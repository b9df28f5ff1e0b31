//! # 数据模型
//!
//! 调度器的核心数据结构。
//!
//! ## 核心模型
//!
//! ### Task - 任务定义
//! 可调度的工作单元，名称唯一，执行参数由 [`TaskKind`] 携带。
//!
//! ### TaskList - 任务列表
//! 以名称为键、保持插入顺序的集合，同样用于存放 [`FailedTask`] 和 [`LazyTask`]。
//!
//! ### LazyTask - 延迟加载任务
//! 名称加提供者闭包，首次访问时才从来源传输层加载完整任务。
//!
//! ## 状态流转
//!
//! ```text
//! Enabled ⇄ Paused
//!    ↓
//! Disabled
//! ```
//!
//! 执行状态：
//!
//! ```text
//! NotExecuted → Running → Succeed | Errored | Incomplete | ToRetry
//! ```

pub mod failed_task;
pub mod lazy;
pub mod output;
pub mod task;
pub mod task_list;

pub use failed_task::*;
pub use lazy::*;
pub use output::*;
pub use task::*;
pub use task_list::*;
//! 任务锁存储
//!
//! - [`InMemoryLockStore`]: 同一进程内的 Worker 共享
//! - [`FileLockStore`]: 以独占创建的锁文件实现，多个进程共享同一目录即可互斥

use std::collections::{HashMap, HashSet};
use std::io::ErrorKind;
use std::path::{Path, PathBuf};
use std::sync::Mutex;
use std::time::{Duration, SystemTime};

use async_trait::async_trait;
use tokio::fs;
use tokio::io::AsyncWriteExt;
use tracing::{debug, warn};
use uuid::Uuid;

use cadence_core::{traits::LockStore, SchedulerError, SchedulerResult};

#[derive(Debug, Default)]
pub struct InMemoryLockStore {
    held: Mutex<HashSet<String>>,
}

impl InMemoryLockStore {
    pub fn new() -> Self {
        Self::default()
    }

    pub fn is_locked(&self, key: &str) -> bool {
        self.held
            .lock()
            .unwrap_or_else(|poisoned| poisoned.into_inner())
            .contains(key)
    }
}

#[async_trait]
impl LockStore for InMemoryLockStore {
    async fn acquire(&self, key: &str) -> SchedulerResult<bool> {
        let acquired = self
            .held
            .lock()
            .unwrap_or_else(|poisoned| poisoned.into_inner())
            .insert(key.to_string());
        Ok(acquired)
    }

    async fn release(&self, key: &str) -> SchedulerResult<()> {
        self.held
            .lock()
            .unwrap_or_else(|poisoned| poisoned.into_inner())
            .remove(key);
        Ok(())
    }
}

/// 文件锁存储
///
/// 每把锁对应目录下的 `<key>.lock` 文件，内容为持有者标识，键经过百分号编码。
/// 只会删除自己创建的锁文件；设置 `stale_after` 后，超时的锁文件会被接管，
/// 接管过程由 `<key>.lock.takeover` 互斥，同一把超时锁只会被一个 Worker 接管。
#[derive(Debug)]
pub struct FileLockStore {
    directory: PathBuf,
    owner: String,
    stale_after: Option<Duration>,
    tokens: Mutex<HashMap<String, String>>,
}

impl FileLockStore {
    pub fn new(directory: impl Into<PathBuf>) -> Self {
        let host = hostname::get()
            .map(|name| name.to_string_lossy().into_owned())
            .unwrap_or_else(|_| "unknown".to_string());
        Self {
            directory: directory.into(),
            owner: format!("{host}:{}", std::process::id()),
            stale_after: None,
            tokens: Mutex::new(HashMap::new()),
        }
    }

    pub fn with_stale_after(mut self, stale_after: Duration) -> Self {
        self.stale_after = Some(stale_after);
        self
    }

    pub fn directory(&self) -> &Path {
        &self.directory
    }

    fn lock_path(&self, key: &str) -> PathBuf {
        self.directory.join(format!("{}.lock", encode_file_key(key)))
    }

    async fn try_create(&self, path: &Path, token: &str) -> SchedulerResult<bool> {
        let mut file = match fs::OpenOptions::new()
            .write(true)
            .create_new(true)
            .open(path)
            .await
        {
            Ok(file) => file,
            Err(e) if e.kind() == ErrorKind::AlreadyExists => return Ok(false),
            Err(e) => return Err(lock_error("创建锁文件", path, e)),
        };
        file.write_all(token.as_bytes())
            .await
            .map_err(|e| lock_error("写入锁文件", path, e))?;
        Ok(true)
    }

    /// 持有接管文件期间重新确认锁已超时，再删除并重建
    async fn take_over(&self, key: &str, path: &Path, token: &str) -> SchedulerResult<bool> {
        let guard = path.with_extension("lock.takeover");
        if !self.try_create(&guard, token).await? {
            // 接管者在持有期间退出，留下的接管文件同样按超时清理
            if self.is_stale(&guard).await {
                remove_if_exists(&guard).await?;
            }
            return Ok(false);
        }

        let result = if self.is_stale(path).await {
            warn!("锁 {key} 已超时，由 {} 接管", self.owner);
            match remove_if_exists(path).await {
                Ok(()) => self.try_create(path, token).await,
                Err(e) => Err(e),
            }
        } else {
            Ok(false)
        };

        if let Err(e) = remove_if_exists(&guard).await {
            warn!("删除接管文件失败: {e}");
        }
        result
    }

    async fn is_stale(&self, path: &Path) -> bool {
        let Some(stale_after) = self.stale_after else {
            return false;
        };
        match fs::metadata(path).await.and_then(|meta| meta.modified()) {
            Ok(modified) => SystemTime::now()
                .duration_since(modified)
                .map(|age| age > stale_after)
                .unwrap_or(false),
            Err(_) => false,
        }
    }
}

#[async_trait]
impl LockStore for FileLockStore {
    async fn acquire(&self, key: &str) -> SchedulerResult<bool> {
        fs::create_dir_all(&self.directory)
            .await
            .map_err(|e| lock_error("创建锁目录", &self.directory, e))?;

        let path = self.lock_path(key);
        let token = format!("{}:{}", self.owner, Uuid::new_v4());

        let mut acquired = self.try_create(&path, &token).await?;
        if !acquired && self.is_stale(&path).await {
            acquired = self.take_over(key, &path, &token).await?;
        }

        if acquired {
            debug!("已获取锁 {key}");
            self.tokens
                .lock()
                .unwrap_or_else(|poisoned| poisoned.into_inner())
                .insert(key.to_string(), token);
        }
        Ok(acquired)
    }

    async fn release(&self, key: &str) -> SchedulerResult<()> {
        let token = self
            .tokens
            .lock()
            .unwrap_or_else(|poisoned| poisoned.into_inner())
            .remove(key);
        let Some(token) = token else {
            return Ok(());
        };

        let path = self.lock_path(key);
        match fs::read_to_string(&path).await {
            Ok(content) if content == token => {}
            Ok(_) => {
                warn!("锁 {key} 已被其他 Worker 接管，跳过释放");
                return Ok(());
            }
            Err(e) if e.kind() == ErrorKind::NotFound => return Ok(()),
            Err(e) => return Err(lock_error("读取锁文件", &path, e)),
        }

        match fs::remove_file(&path).await {
            Ok(()) => Ok(()),
            Err(e) if e.kind() == ErrorKind::NotFound => Ok(()),
            Err(e) => Err(lock_error("删除锁文件", &path, e)),
        }
    }
}

/// 把任意键编码为文件名：字母、数字与 `-` `_` `.` 原样保留，其余字节写成 `%XX`
pub(crate) fn encode_file_key(key: &str) -> String {
    let mut encoded = String::with_capacity(key.len());
    for byte in key.bytes() {
        if byte.is_ascii_alphanumeric() || matches!(byte, b'-' | b'_' | b'.') {
            encoded.push(char::from(byte));
        } else {
            encoded.push_str(&format!("%{byte:02X}"));
        }
    }
    encoded
}

async fn remove_if_exists(path: &Path) -> SchedulerResult<()> {
    match fs::remove_file(path).await {
        Ok(()) => Ok(()),
        Err(e) if e.kind() == ErrorKind::NotFound => Ok(()),
        Err(e) => Err(lock_error("删除锁文件", path, e)),
    }
}

fn lock_error(action: &str, path: &Path, error: std::io::Error) -> SchedulerError {
    SchedulerError::Lock(format!("{action}失败 ({}): {error}", path.display()))
}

********************

DIRECTIONS FOR THIS TASK -> When you repeat the data, keep each line exactly as given.

TASK RESPONSE ->
repository b9df28f5ff1e0b31
//! # 数据模型
//!
//! 调度器的核心数据结构。
//!
//! ## 核心模型
//!
//! ### Task - 任务定义
//! 可调度的工作单元，名称唯一，执行参数由 [`TaskKind`] 携带。
//!
//! ### TaskList - 任务列表
//! 以名称为键、保持插入顺序的集合，同样用于存放 [`FailedTask`] 和 [`LazyTask`]。
//!
//! ### LazyTask - 延迟加载任务
//! 名称加提供者闭包，首次访问时才从来源传输层加载完整任务。
//!
//! ## 状态流转
//!
//! ```text
//! Enabled ⇄ Paused
//!    ↓
//! Disabled
//! ```
//!
//! 执行状态：
//!
//! ```text
//! NotExecuted → Running → Succeed | Errored | Incomplete | ToRetry
//! ```

pub mod failed_task;
pub mod lazy;
pub mod output;
pub mod task;
pub mod task_list;

pub use failed_task::*;
pub use lazy::*;
pub use output::*;
pub use task::*;
pub use task_list::*;
//! 任务锁存储
//!
//! - [`InMemoryLockStore`]: 同一进程内的 Worker 共享
//! - [`FileLockStore`]: 以独占创建的锁文件实现，多个进程共享同一目录即可互斥

use std::collections::{HashMap, HashSet};
use std::io::ErrorKind;
use std::path::{Path, PathBuf};
use std::sync::Mutex;
use std::time::{Duration, SystemTime};

use async_trait::async_trait;
use tokio::fs;
use tokio::io::AsyncWriteExt;
use tracing::{debug, warn};
use uuid::Uuid;

use cadence_core::{traits::LockStore, SchedulerError, SchedulerResult};

#[derive(Debug, Default)]
pub struct InMemoryLockStore {
    held: Mutex<HashSet<String>>,
}

impl InMemoryLockStore {
    pub fn new() -> Self {
        Self::default()
    }

    pub fn is_locked(&self, key: &str) -> bool {
        self.held
            .lock()
            .unwrap_or_else(|poisoned| poisoned.into_inner())
            .contains(key)
    }
}

#[async_trait]
impl LockStore for InMemoryLockStore {
    async fn acquire(&self, key: &str) -> SchedulerResult<bool> {
        let acquired = self
            .held
            .lock()
            .unwrap_or_else(|poisoned| poisoned.into_inner())
            .insert(key.to_string());
        Ok(acquired)
    }

    async fn release(&self, key: &str) -> SchedulerResult<()> {
        self.held
            .lock()
            .unwrap_or_else(|poisoned| poisoned.into_inner())
            .remove(key);
        Ok(())
    }
}

/// 文件锁存储
///
/// 每把锁对应目录下的 `<key>.lock` 文件，内容为持有者标识，键经过百分号编码。
/// 只会删除自己创建的锁文件；设置 `stale_after` 后，超时的锁文件会被接管，
/// 接管过程由 `<key>.lock.takeover` 互斥，同一把超时锁只会被一个 Worker 接管。
#[derive(Debug)]
pub struct FileLockStore {
    directory: PathBuf,
    owner: String,
    stale_after: Option<Duration>,
    tokens: Mutex<HashMap<String, String>>,
}

impl FileLockStore {
    pub fn new(directory: impl Into<PathBuf>) -> Self {
        let host = hostname::get()
            .map(|name| name.to_string_lossy().into_owned())
            .unwrap_or_else(|_| "unknown".to_string());
        Self {
            directory: directory.into(),
            owner: format!("{host}:{}", std::process::id()),
            stale_after: None,
            tokens: Mutex::new(HashMap::new()),
        }
    }

    pub fn with_stale_after(mut self, stale_after: Duration) -> Self {
        self.stale_after = Some(stale_after);
        self
    }

    pub fn directory(&self) -> &Path {
        &self.directory
    }

    fn lock_path(&self, key: &str) -> PathBuf {
        self.directory.join(format!("{}.lock", encode_file_key(key)))
    }

    async fn try_create(&self, path: &Path, token: &str) -> SchedulerResult<bool> {
        let mut file = match fs::OpenOptions::new()
            .write(true)
            .create_new(true)
            .open(path)
            .await
        {
            Ok(file) => file,
            Err(e) if e.kind() == ErrorKind::AlreadyExists => return Ok(false),
            Err(e) => return Err(lock_error("创建锁文件", path, e)),
        };
        file.write_all(token.as_bytes())
            .await
            .map_err(|e| lock_error("写入锁文件", path, e))?;
        Ok(true)
    }

    /// 持有接管文件期间重新确认锁已超时，再删除并重建
    async fn take_over(&self, key: &str, path: &Path, token: &str) -> SchedulerResult<bool> {
        let guard = path.with_extension("lock.takeover");
        if !self.try_create(&guard, token).await? {
            // 接管者在持有期间退出，留下的接管文件同样按超时清理
            if self.is_stale(&guard).await {
                remove_if_exists(&guard).await?;
            }
            return Ok(false);
        }

        let result = if self.is_stale(path).await {
            warn!("锁 {key} 已超时，由 {} 接管", self.owner);
            match remove_if_exists(path).await {
                Ok(()) => self.try_create(path, token).await,
                Err(e) => Err(e),
            }
        } else {
            Ok(false)
        };

        if let Err(e) = remove_if_exists(&guard).await {
            warn!("删除接管文件失败: {e}");
        }
        result
    }

    async fn is_stale(&self, path: &Path) -> bool {
        let Some(stale_after) = self.stale_after else {
            return false;
        };
        match fs::metadata(path).await.and_then(|meta| meta.modified()) {
            Ok(modified) => SystemTime::now()
                .duration_since(modified)
                .map(|age| age > stale_after)
                .unwrap_or(false),
            Err(_) => false,
        }
    }
}

#[async_trait]
impl LockStore for FileLockStore {
    async fn acquire(&self, key: &str) -> SchedulerResult<bool> {
        fs::create_dir_all(&self.directory)
            .await
            .map_err(|e| lock_error("创建锁目录", &self.directory, e))?;

        let path = self.lock_path(key);
        let token = format!("{}:{}", self.owner, Uuid::new_v4());

        let mut acquired = self.try_create(&path, &token).await?;
        if !acquired && self.is_stale(&path).await {
            acquired = self.take_over(key, &path, &token).await?;
        }

        if acquired {
            debug!("已获取锁 {key}");
            self.tokens
                .lock()
                .unwrap_or_else(|poisoned| poisoned.into_inner())
                .insert(key.to_string(), token);
        }
        Ok(acquired)
    }

    async fn release(&self, key: &str) -> SchedulerResult<()> {
        let token = self
            .tokens
            .lock()
            .unwrap_or_else(|poisoned| poisoned.into_inner())
            .remove(key);
        let Some(token) = token else {
            return Ok(());
        };

        let path = self.lock_path(key);
        match fs::read_to_string(&path).await {
            Ok(content) if content == token => {}
            Ok(_) => {
                warn!("锁 {key} 已被其他 Worker 接管，跳过释放");
                return Ok(());
            }
            Err(e) if e.kind() == ErrorKind::NotFound => return Ok(()),
            Err(e) => return Err(lock_error("读取锁文件", &path, e)),
        }

        match fs::remove_file(&path).await {
            Ok(()) => Ok(()),
            Err(e) if e.kind() == ErrorKind::NotFound => Ok(()),
            Err(e) => Err(lock_error("删除锁文件", &path, e)),
        }
    }
}

/// 把任意键编码为文件名：字母、数字与 `-` `_` `.` 原样保留，其余字节写成 `%XX`
pub(crate) fn encode_file_key(key: &str) -> String {
    let mut encoded = String::with_capacity(key.len());
    for byte in key.bytes() {
        if byte.is_ascii_alphanumeric() || matches!(byte, b'-' | b'_' | b'.') {
            encoded.push(char::from(byte));
        } else {
            encoded.push_str(&format!("%{byte:02X}"));
        }
    }
    encoded
}

async fn remove_if_exists(path: &Path) -> SchedulerResult<()> {
    match fs::remove_file(path).await {
        Ok(()) => Ok(()),
        Err(e) if e.kind() == ErrorKind::NotFound => Ok(()),
        Err(e) => Err(lock_error("删除锁文件", path, e)),
    }
}

fn lock_error(action: &str, path: &Path, error: std::io::Error) -> SchedulerError {
    SchedulerError::Lock(format!("{action}失败 ({}): {error}", path.display()))
}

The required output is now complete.